Sssssth! Ein hoher, fieser Ton in der Sommernacht, gerade wenn man am Einschlafen ist - wer kennt das nicht? Gefährlich kann es werden, wenn es ein Stich der asiatischen Tigermücke ist, die sich auch in unseren Regionen immer mehr verbreitet. Wir haben mit dem Würzburger Tropenmediziner Prof. Dr. August Stich darüber gesprochen, wie häufig die Tigermücke hier auftaucht, welche Krankheiten sie überträgt und wie es sich zu verhalten gilt.
Nur eine Frage der Zeit
Die gute Nachricht vorneweg: "In der Region Bad Kissingen ist mir ein Vorkommen der Tigermücke derzeit nicht bekannt", sagt Prof. Dr. August Stich, Chefarzt der Klinik für Tropenmedizin in Würzburg, "ich passe selbst immer auf, wenn mich eine Mücke sticht, aber bisher war es immer nur ihr Doppelgänger, die heimische Ringelmücke."
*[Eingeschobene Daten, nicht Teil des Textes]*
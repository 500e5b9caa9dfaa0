//! Scripted gateway — deterministic sessions for tests.
//!
//! Replies are scripted per session-id prefix ("manager", "assistant", …);
//! each `send` pops the next reply from the matching queue. The gateway
//! also keeps live-session accounting so tests can assert the concurrency
//! cap directly.

use crate::gateway::{
    GatewayError, GatewayResult, SessionEvent, SessionGateway, SessionHandle, SessionSpec,
    SessionStream,
};
use dashmap::DashMap;
use std::collections::VecDeque;
use std::sync::atomic::{AtomicBool, AtomicUsize, Ordering};
use std::sync::{Arc, Mutex};
use std::time::Duration;
use tokio_util::sync::CancellationToken;

#[derive(Clone, Debug)]
pub enum ScriptedReply {
    /// Stream the text in small chunks, then Idle.
    Text(String),
    /// Tool start/end pairs before the text, then Idle.
    TextWithTools { text: String, tools: Vec<String> },
    /// Yield an error item instead of Idle.
    StreamError(String),
    /// Sleep before answering; drives timeout and cancellation paths.
    DelayedText { delay: Duration, text: String },
    /// Never answers; unblocks only via timeout or cancellation.
    Hang,
}

#[derive(Clone, Default)]
pub struct ScriptedGateway {
    inner: Arc<Inner>,
}

#[derive(Default)]
struct Inner {
    scripts: DashMap<String, VecDeque<ScriptedReply>>,
    prompts: DashMap<String, Vec<String>>,
    created: Mutex<Vec<String>>,
    terminated: Mutex<Vec<String>>,
    live: AtomicUsize,
    peak_live: AtomicUsize,
    failing_creates: AtomicUsize,
}

impl ScriptedGateway {
    pub fn new() -> Self {
        Self::default()
    }

    /// Queue replies for sessions whose id starts with `prefix`. The longest
    /// matching prefix wins at create time.
    pub fn script(&self, prefix: impl Into<String>, replies: Vec<ScriptedReply>) {
        self.inner.scripts.insert(prefix.into(), replies.into());
    }

    pub fn push_reply(&self, prefix: &str, reply: ScriptedReply) {
        self.inner
            .scripts
            .entry(prefix.to_string())
            .or_default()
            .push_back(reply);
    }

    /// Make the next `n` create calls fail with a transient error.
    pub fn fail_next_creates(&self, n: usize) {
        self.inner.failing_creates.store(n, Ordering::SeqCst);
    }

    pub fn created_sessions(&self) -> Vec<String> {
        self.inner.created.lock().unwrap().clone()
    }

    pub fn terminated_sessions(&self) -> Vec<String> {
        self.inner.terminated.lock().unwrap().clone()
    }

    pub fn live_sessions(&self) -> usize {
        self.inner.live.load(Ordering::SeqCst)
    }

    /// High-water mark of concurrently live sessions.
    pub fn peak_live_sessions(&self) -> usize {
        self.inner.peak_live.load(Ordering::SeqCst)
    }

    /// Prompts sent on a given session, in order.
    pub fn prompts_for(&self, session_id: &str) -> Vec<String> {
        self.inner
            .prompts
            .get(session_id)
            .map(|p| p.clone())
            .unwrap_or_default()
    }
}

impl Inner {
    fn next_reply(&self, key: &str) -> ScriptedReply {
        if let Some(mut queue) = self.scripts.get_mut(key) {
            if let Some(reply) = queue.pop_front() {
                return reply;
            }
        }
        ScriptedReply::Text("ok".to_string())
    }

    fn script_key_for(&self, session_id: &str) -> String {
        self.scripts
            .iter()
            .map(|e| e.key().clone())
            .filter(|k| session_id.starts_with(k.as_str()))
            .max_by_key(|k| k.len())
            .unwrap_or_default()
    }
}

#[async_trait::async_trait]
impl SessionGateway for ScriptedGateway {
    async fn create(&self, spec: SessionSpec) -> GatewayResult<Arc<dyn SessionHandle>> {
        let failing = self.inner.failing_creates.load(Ordering::SeqCst);
        if failing > 0 {
            self.inner.failing_creates.store(failing - 1, Ordering::SeqCst);
            return Err(GatewayError::RequestFailed(
                "scripted create failure".into(),
            ));
        }

        self.inner
            .created
            .lock()
            .unwrap()
            .push(spec.session_id.clone());
        let live = self.inner.live.fetch_add(1, Ordering::SeqCst) + 1;
        self.inner.peak_live.fetch_max(live, Ordering::SeqCst);

        Ok(Arc::new(ScriptedSession {
            inner: self.inner.clone(),
            script_key: self.inner.script_key_for(&spec.session_id),
            session_id: spec.session_id,
            abort: Mutex::new(CancellationToken::new()),
            terminated: AtomicBool::new(false),
        }))
    }
}

pub struct ScriptedSession {
    inner: Arc<Inner>,
    script_key: String,
    session_id: String,
    abort: Mutex<CancellationToken>,
    terminated: AtomicBool,
}

/// Chunk text the way a streaming backend would.
fn text_chunks(text: &str) -> Vec<String> {
    text.as_bytes()
        .chunks(20)
        .map(|c| String::from_utf8_lossy(c).to_string())
        .collect()
}

#[async_trait::async_trait]
impl SessionHandle for ScriptedSession {
    fn session_id(&self) -> &str {
        &self.session_id
    }

    async fn send(
        &self,
        prompt: &str,
        timeout: Duration,
        cancel: CancellationToken,
    ) -> GatewayResult<SessionStream> {
        if self.terminated.load(Ordering::SeqCst) {
            return Err(GatewayError::Terminated);
        }
        self.inner
            .prompts
            .entry(self.session_id.clone())
            .or_default()
            .push(prompt.to_string());

        let reply = self.inner.next_reply(&self.script_key);
        let abort = CancellationToken::new();
        *self.abort.lock().unwrap() = abort.clone();
        let deadline = tokio::time::Instant::now() + timeout;

        let stream = async_stream::stream! {
            match reply {
                ScriptedReply::Text(text) => {
                    for chunk in text_chunks(&text) {
                        yield Ok(SessionEvent::TextDelta(chunk));
                    }
                    yield Ok(SessionEvent::Idle);
                }
                ScriptedReply::TextWithTools { text, tools } => {
                    for name in tools {
                        let id = format!(
                            "tool_{}",
                            &uuid::Uuid::new_v4().simple().to_string()[..8]
                        );
                        yield Ok(SessionEvent::ToolStart { id: id.clone(), name: name.clone() });
                        yield Ok(SessionEvent::ToolEnd { id, name });
                    }
                    for chunk in text_chunks(&text) {
                        yield Ok(SessionEvent::TextDelta(chunk));
                    }
                    yield Ok(SessionEvent::Idle);
                }
                ScriptedReply::StreamError(message) => {
                    yield Err(GatewayError::Stream(message));
                }
                ScriptedReply::DelayedText { delay, text } => {
                    let outcome = tokio::select! {
                        biased;
                        _ = cancel.cancelled() => Err(GatewayError::Cancelled),
                        _ = abort.cancelled() => Err(GatewayError::Cancelled),
                        _ = tokio::time::sleep_until(deadline) => Err(GatewayError::Timeout(timeout)),
                        _ = tokio::time::sleep(delay) => Ok(()),
                    };
                    match outcome {
                        Ok(()) => {
                            for chunk in text_chunks(&text) {
                                yield Ok(SessionEvent::TextDelta(chunk));
                            }
                            yield Ok(SessionEvent::Idle);
                        }
                        Err(e) => yield Err(e),
                    }
                }
                ScriptedReply::Hang => {
                    let outcome = tokio::select! {
                        biased;
                        _ = cancel.cancelled() => GatewayError::Cancelled,
                        _ = abort.cancelled() => GatewayError::Cancelled,
                        _ = tokio::time::sleep_until(deadline) => GatewayError::Timeout(timeout),
                    };
                    yield Err(outcome);
                }
            }
        };
        Ok(Box::pin(stream))
    }

    async fn abort(&self) {
        self.abort.lock().unwrap().cancel();
    }

    async fn terminate(&self) {
        if !self.terminated.swap(true, Ordering::SeqCst) {
            self.abort.lock().unwrap().cancel();
            self.inner.live.fetch_sub(1, Ordering::SeqCst);
            self.inner
                .terminated
                .lock()
                .unwrap()
                .push(self.session_id.clone());
        }
    }
}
In Deutschland sei die kleine, schwarz-weiß gemusterte Stechmücke aber schon längst vertreten, beispielsweise in Süddeutschland, im Trierer Becken und in der Region Jena: "In Bad Kissingen ist es noch etwas kühler, aber im Maintal ist es nur eine Frage der Zeit, bis sie dort ankommt."
Ausbreitung über Altreifen
Dabei ist Aedes albopictus, so der wissenschaftliche Name, durchaus flott unterwegs: über Autobahnen im Kühlergrill der Fahrzeuge oder mithilfe von ICE-Zügen erobert die Stechmücke seit den 90er Jahren Europa. Kurios: besonders der Handel mit Altreifen hat ihre Ausbreitung gefördert: "Das liegt daran, dass die Eier der Tigermücke sehr gut Trockenheit überstehen können", erklärt Prof. Stich, "die kleinen Pfützen, die in Altreifen oft entstehen, reichen an Feuchtigkeit aus und selbst wenn diese trockenfallen, bleiben die Eier länger aktiv als bei anderen Arten." Grundsätzlich gilt aber auch für die Tigermücke: je wärmer und feuchter desto besser. Deswegen ist der Einzug dieser Art eine klassische Folge des Klimawandels .
Überträger tropischer Viruserkrankungen
Doch warum ist die Tigermücke so gefährlich? "Sie ist ein sogenannter "Kompetenter Vektor" für tropische Viruserkrankungen ", so der Tropenmediziner , das heißt ein lebender Organismus, der Krankheitserreger überträgt. Und diese haben es in sich: das Zika-, das Chikungunya- und das Dengue-Virus können die Quälgeister beispielsweise übertragen.
"Diese typischen Reiseerkrankungen wurden schon in Italien, Spanien und Süd-Frankreich durch die Tigermücke auf den Menschen übertragen. In Deutschland noch nicht, weil es bisher keine flächendeckende Verbreitung dieser Mückenart gibt. Aber es bestehen schon stabile Populationen, die hier überwintern", erläutert Stich.
Klimawandel ernst nehmen
Dennoch solle man die Gefahr von Infektionskrankheiten nicht zu hoch aufhängen, denn Allergien, Lungenkrankheiten und Hitzetote seien hierzulande viel häufigere Gefahren des Klimawandels . "Die Tigermücke profitiert von den sich wandelnden Umweltbedingungen bei uns. Daran erkennt man, dass der Klimawandel real ist, und das müssen wir ernst nehmen. Wir sind die letzten Menschen, die den Klimawandel sehen und spüren und trotzdem noch etwas dagegen tun können. Die nachfolgenden Generationen können nur noch reagieren", appelliert der Fachmediziner.
Für den Alltag empfiehlt der Experte Anti-Insekten-Sprays, die Icaridin oder Diethyltoluamid (DEET) als Grundlage enthalten. Außerdem sollten Brutstätten in der Nähe von Haus und Wohnung vermieden werden, also Regenfässer, Gießkannen oder sonstiges stehendes Wasser, wo Mücken gerne ihre Eier ablegen. Wer möchte, kann eingefangene Exemplare einschicken. Weitere Informationen gibt es unter: www.mueckenatlas.com
Übrigens: die gefürchtete Tigermoskito ist neben ihrer auffälligen Schwarz-Weiß-Musterung daran zu erkennen, dass sie sehr aggressiv ist und meist mehrfach zu sticht. Außerdem ist sie relativ leise und tagaktiv. Wenn dann nachts wieder das hohe, fiese Ssssth! kommt können wir wenigstens beruhigt sein - eine Tigermücke ist es nicht.